▸ **Required work**
Word for word, return every record that follows.

[Collected data]

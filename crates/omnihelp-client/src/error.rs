//! Error types for backend operations.

/// Result type for all backend operations in this crate.
///
/// This is a convenience type alias that defaults to using [`Error`] as the error type.
/// Most functions in this crate return this type for consistent error handling.
pub type Result<T, E = Error> = std::result::Result<T, E>;

/// Error types for Omni-Help backend operations.
///
/// The taxonomy is deliberately flat: every failure is a transport or backend
/// failure, distinguished only by the optional human-readable detail the
/// backend attached to the response body. Callers format failures for display
/// via [`Error::detail`] and [`Error::user_message`].
#[derive(Debug, thiserror::Error)]
pub enum Error {
    /// HTTP client errors (connection, timeout, etc.)
    #[error("HTTP error: {0}")]
    Http(#[from] reqwest::Error),

    /// The backend answered with a non-success status
    #[error("API error (status {status}): {}", .detail.as_deref().unwrap_or("no detail"))]
    Api {
        /// HTTP status code
        status: u16,
        /// Human-readable detail extracted from the response body
        detail: Option<String>,
    },

    /// Invalid or malformed API response
    #[error("Invalid response: {message}")]
    InvalidResponse {
        /// Description of what's invalid
        message: String,
        /// Optional raw response body for debugging
        body: Option<String>,
    },

    /// Serialization/deserialization errors
    #[error("Serialization error: {0}")]
    Serialization(#[from] serde_json::Error),

    /// Configuration errors
    #[error("Configuration error: {message}")]
    Config {
        /// Description of the configuration problem
        message: String,
    },

    /// Invalid input data
    #[error("Invalid input: {message}")]
    InvalidInput {
        /// Description of what's invalid
        message: String,
    },

    /// File I/O errors
    #[error("File I/O error: {0}")]
    Io(#[from] std::io::Error),
}

impl Error {
    /// Create an API error
    pub fn api(status: u16, detail: Option<String>) -> Self {
        Self::Api { status, detail }
    }

    /// Create an invalid response error
    pub fn invalid_response(message: impl Into<String>, body: Option<String>) -> Self {
        Self::InvalidResponse {
            message: message.into(),
            body,
        }
    }

    /// Create a configuration error
    pub fn config(message: impl Into<String>) -> Self {
        Self::Config {
            message: message.into(),
        }
    }

    /// Create an invalid input error
    pub fn invalid_input(message: impl Into<String>) -> Self {
        Self::InvalidInput {
            message: message.into(),
        }
    }

    /// Get the detail message the backend attached to the failure, if any
    pub fn detail(&self) -> Option<&str> {
        match self {
            Error::Api { detail, .. } => detail.as_deref(),
            _ => None,
        }
    }

    /// Get the HTTP status code if this is an HTTP/API error
    pub fn status_code(&self) -> Option<u16> {
        match self {
            Error::Api { status, .. } => Some(*status),
            Error::Http(err) => err.status().map(|s| s.as_u16()),
            _ => None,
        }
    }

    /// Get the error category for metrics/logging
    pub fn category(&self) -> &'static str {
        match self {
            Error::Http(_) => "http",
            Error::Api { .. } => "api",
            Error::InvalidResponse { .. } => "invalid_response",
            Error::Serialization(_) => "serialization",
            Error::Config { .. } => "config",
            Error::InvalidInput { .. } => "invalid_input",
            Error::Io(_) => "io",
        }
    }

    /// Check if this is a client-side error (programming/configuration issue)
    pub fn is_client_error(&self) -> bool {
        match self {
            Error::Config { .. }
            | Error::InvalidInput { .. }
            | Error::Serialization(_)
            | Error::Io(_) => true,
            Error::Api { status, .. } => (400..500).contains(status),
            _ => false,
        }
    }

    /// Check if this is a server-side error
    pub fn is_server_error(&self) -> bool {
        match self {
            Error::Api { status, .. } => (500..600).contains(status),
            _ => false,
        }
    }

    /// Get a user-friendly error message suitable for display
    ///
    /// Prefers the backend-provided detail; falls back to a short generic
    /// description of the failure.
    pub fn user_message(&self) -> String {
        match self {
            Error::Api {
                detail: Some(detail),
                ..
            } => detail.clone(),
            Error::Api {
                status,
                detail: None,
            } => format!("Request failed with status code {status}"),
            Error::Http(err) if err.is_timeout() => "The request timed out".to_string(),
            Error::Http(_) => "A network error occurred".to_string(),
            Error::InvalidResponse { .. } | Error::Serialization(_) => {
                "The server returned an unexpected response".to_string()
            }
            Error::Config { message } => format!("Configuration error: {message}"),
            Error::InvalidInput { message } => message.clone(),
            Error::Io(_) => "A file error occurred".to_string(),
        }
    }
}

#[cfg(test)]
mod tests {
    use super::*;

    #[test]
    fn test_error_categories() {
        let api_err = Error::api(500, Some("Internal server error".to_string()));
        assert_eq!(api_err.category(), "api");
        assert!(api_err.is_server_error());
        assert!(!api_err.is_client_error());

        let config_err = Error::config("Missing base URL");
        assert_eq!(config_err.category(), "config");
        assert!(config_err.is_client_error());

        let input_err = Error::invalid_input("File has no extension");
        assert_eq!(input_err.category(), "invalid_input");
        assert!(input_err.is_client_error());
    }

    #[test]
    fn test_status_code() {
        let api_err = Error::api(404, Some("Order not found".to_string()));
        assert_eq!(api_err.status_code(), Some(404));
        assert!(api_err.is_client_error());

        let config_err = Error::config("Bad config");
        assert_eq!(config_err.status_code(), None);
    }

    #[test]
    fn test_detail_extraction() {
        let with_detail = Error::api(400, Some("Query cannot be empty".to_string()));
        assert_eq!(with_detail.detail(), Some("Query cannot be empty"));
        assert_eq!(with_detail.user_message(), "Query cannot be empty");

        let without_detail = Error::api(502, None);
        assert_eq!(without_detail.detail(), None);
        assert_eq!(
            without_detail.user_message(),
            "Request failed with status code 502"
        );
    }

    #[test]
    fn test_user_message_fallbacks() {
        let config_err = Error::config("invalid base URL");
        assert_eq!(
            config_err.user_message(),
            "Configuration error: invalid base URL"
        );

        let response_err = Error::invalid_response("truncated body", None);
        assert_eq!(
            response_err.user_message(),
            "The server returned an unexpected response"
        );
    }
}
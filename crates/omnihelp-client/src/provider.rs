//! Backend provider abstraction.

use bytes::Bytes;

use crate::types::{
    DocumentDeleted, DocumentInfo, DocumentUploadResponse, HealthStatus, OrderDraft, OrderRecord,
    QueryRequest, QueryResponse,
};
use crate::Result;

/// Unified trait over the Omni-Help backend surface.
///
/// The trait mirrors the backend's logical operations one to one so the
/// session flows can be driven by either the live HTTP client or a scripted
/// mock. Implementations surface failures immediately; callers own all
/// user-facing formatting and never retry.
#[async_trait::async_trait]
pub trait HelpdeskProvider: Send + Sync {
    /// Send a query to the assistant.
    async fn query(&self, request: &QueryRequest) -> Result<QueryResponse>;

    /// Upload a document for indexing.
    async fn upload_document(
        &self,
        filename: &str,
        content: Bytes,
    ) -> Result<DocumentUploadResponse>;

    /// List the documents currently indexed by the backend.
    async fn list_documents(&self) -> Result<Vec<DocumentInfo>>;

    /// Delete an indexed document by id.
    async fn delete_document(&self, document_id: &str) -> Result<DocumentDeleted>;

    /// Create an order from a draft.
    async fn create_order(&self, draft: &OrderDraft) -> Result<OrderRecord>;

    /// Fetch a single order by its order id.
    async fn get_order(&self, order_id: &str) -> Result<OrderRecord>;

    /// Fetch all orders for a customer.
    async fn customer_orders(&self, customer_id: &str) -> Result<Vec<OrderRecord>>;

    /// Check backend health.
    async fn health(&self) -> Result<HealthStatus>;
}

▸ **Exercise answer**
filename crates/omnihelp-client/src/error.rs
//! Error types for backend operations.

/// Result type for all backend operations in this crate.
///
/// This is a convenience type alias that defaults to using [`Error`] as the error type.
/// Most functions in this crate return this type for consistent error handling.
pub type Result<T, E = Error> = std::result::Result<T, E>;

/// Error types for Omni-Help backend operations.
///
/// The taxonomy is deliberately flat: every failure is a transport or backend
/// failure, distinguished only by the optional human-readable detail the
/// backend attached to the response body. Callers format failures for display
/// via [`Error::detail`] and [`Error::user_message`].
#[derive(Debug, thiserror::Error)]
pub enum Error {
    /// HTTP client errors (connection, timeout, etc.)
    #[error("HTTP error: {0}")]
    Http(#[from] reqwest::Error),

    /// The backend answered with a non-success status
    #[error("API error (status {status}): {}", .detail.as_deref().unwrap_or("no detail"))]
    Api {
        /// HTTP status code
        status: u16,
        /// Human-readable detail extracted from the response body
        detail: Option<String>,
    },

    /// Invalid or malformed API response
    #[error("Invalid response: {message}")]
    InvalidResponse {
        /// Description of what's invalid
        message: String,
        /// Optional raw response body for debugging
        body: Option<String>,
    },

    /// Serialization/deserialization errors
    #[error("Serialization error: {0}")]
    Serialization(#[from] serde_json::Error),

    /// Configuration errors
    #[error("Configuration error: {message}")]
    Config {
        /// Description of the configuration problem
        message: String,
    },

    /// Invalid input data
    #[error("Invalid input: {message}")]
    InvalidInput {
        /// Description of what's invalid
        message: String,
    },

    /// File I/O errors
    #[error("File I/O error: {0}")]
    Io(#[from] std::io::Error),
}

impl Error {
    /// Create an API error
    pub fn api(status: u16, detail: Option<String>) -> Self {
        Self::Api { status, detail }
    }

    /// Create an invalid response error
    pub fn invalid_response(message: impl Into<String>, body: Option<String>) -> Self {
        Self::InvalidResponse {
            message: message.into(),
            body,
        }
    }

    /// Create a configuration error
    pub fn config(message: impl Into<String>) -> Self {
        Self::Config {
            message: message.into(),
        }
    }

    /// Create an invalid input error
    pub fn invalid_input(message: impl Into<String>) -> Self {
        Self::InvalidInput {
            message: message.into(),
        }
    }

    /// Get the detail message the backend attached to the failure, if any
    pub fn detail(&self) -> Option<&str> {
        match self {
            Error::Api { detail, .. } => detail.as_deref(),
            _ => None,
        }
    }

    /// Get the HTTP status code if this is an HTTP/API error
    pub fn status_code(&self) -> Option<u16> {
        match self {
            Error::Api { status, .. } => Some(*status),
            Error::Http(err) => err.status().map(|s| s.as_u16()),
            _ => None,
        }
    }

    /// Get the error category for metrics/logging
    pub fn category(&self) -> &'static str {
        match self {
            Error::Http(_) => "http",
            Error::Api { .. } => "api",
            Error::InvalidResponse { .. } => "invalid_response",
            Error::Serialization(_) => "serialization",
            Error::Config { .. } => "config",
            Error::InvalidInput { .. } => "invalid_input",
            Error::Io(_) => "io",
        }
    }

    /// Check if this is a client-side error (programming/configuration issue)
    pub fn is_client_error(&self) -> bool {
        match self {
            Error::Config { .. }
            | Error::InvalidInput { .. }
            | Error::Serialization(_)
            | Error::Io(_) => true,
            Error::Api { status, .. } => (400..500).contains(status),
            _ => false,
        }
    }

    /// Check if this is a server-side error
    pub fn is_server_error(&self) -> bool {
        match self {
            Error::Api { status, .. } => (500..600).contains(status),
            _ => false,
        }
    }

    /// Get a user-friendly error message suitable for display
    ///
    /// Prefers the backend-provided detail; falls back to a short generic
    /// description of the failure.
    pub fn user_message(&self) -> String {
        match self {
            Error::Api {
                detail: Some(detail),
                ..
            } => detail.clone(),
            Error::Api {
                status,
                detail: None,
            } => format!("Request failed with status code {status}"),
            Error::Http(err) if err.is_timeout() => "The request timed out".to_string(),
            Error::Http(_) => "A network error occurred".to_string(),
            Error::InvalidResponse { .. } | Error::Serialization(_) => {
                "The server returned an unexpected response".to_string()
            }
            Error::Config { message } => format!("Configuration error: {message}"),
            Error::InvalidInput { message } => message.clone(),
            Error::Io(_) => "A file error occurred".to_string(),
        }
    }
}

#[cfg(test)]
mod tests {
    use super::*;

    #[test]
    fn test_error_categories() {
        let api_err = Error::api(500, Some("Internal server error".to_string()));
        assert_eq!(api_err.category(), "api");
        assert!(api_err.is_server_error());
        assert!(!api_err.is_client_error());

        let config_err = Error::config("Missing base URL");
        assert_eq!(config_err.category(), "config");
        assert!(config_err.is_client_error());

        let input_err = Error::invalid_input("File has no extension");
        assert_eq!(input_err.category(), "invalid_input");
        assert!(input_err.is_client_error());
    }

    #[test]
    fn test_status_code() {
        let api_err = Error::api(404, Some("Order not found".to_string()));
        assert_eq!(api_err.status_code(), Some(404));
        assert!(api_err.is_client_error());

        let config_err = Error::config("Bad config");
        assert_eq!(config_err.status_code(), None);
    }

    #[test]
    fn test_detail_extraction() {
        let with_detail = Error::api(400, Some("Query cannot be empty".to_string()));
        assert_eq!(with_detail.detail(), Some("Query cannot be empty"));
        assert_eq!(with_detail.user_message(), "Query cannot be empty");

        let without_detail = Error::api(502, None);
        assert_eq!(without_detail.detail(), None);
        assert_eq!(
            without_detail.user_message(),
            "Request failed with status code 502"
        );
    }

    #[test]
    fn test_user_message_fallbacks() {
        let config_err = Error::config("invalid base URL");
        assert_eq!(
            config_err.user_message(),
            "Configuration error: invalid base URL"
        );

        let response_err = Error::invalid_response("truncated body", None);
        assert_eq!(
            response_err.user_message(),
            "The server returned an unexpected response"
        );
    }
}
filename crates/omnihelp-client/src/provider.rs
//! Backend provider abstraction.

use bytes::Bytes;

use crate::types::{
    DocumentDeleted, DocumentInfo, DocumentUploadResponse, HealthStatus, OrderDraft, OrderRecord,
    QueryRequest, QueryResponse,
};
use crate::Result;

/// Unified trait over the Omni-Help backend surface.
///
/// The trait mirrors the backend's logical operations one to one so the
/// session flows can be driven by either the live HTTP client or a scripted
/// mock. Implementations surface failures immediately; callers own all
/// user-facing formatting and never retry.
#[async_trait::async_trait]
pub trait HelpdeskProvider: Send + Sync {
    /// Send a query to the assistant.
    async fn query(&self, request: &QueryRequest) -> Result<QueryResponse>;

    /// Upload a document for indexing.
    async fn upload_document(
        &self,
        filename: &str,
        content: Bytes,
    ) -> Result<DocumentUploadResponse>;

    /// List the documents currently indexed by the backend.
    async fn list_documents(&self) -> Result<Vec<DocumentInfo>>;

    /// Delete an indexed document by id.
    async fn delete_document(&self, document_id: &str) -> Result<DocumentDeleted>;

    /// Create an order from a draft.
    async fn create_order(&self, draft: &OrderDraft) -> Result<OrderRecord>;

    /// Fetch a single order by its order id.
    async fn get_order(&self, order_id: &str) -> Result<OrderRecord>;

    /// Fetch all orders for a customer.
    async fn customer_orders(&self, customer_id: &str) -> Result<Vec<OrderRecord>>;

    /// Check backend health.
    async fn health(&self) -> Result<HealthStatus>;
}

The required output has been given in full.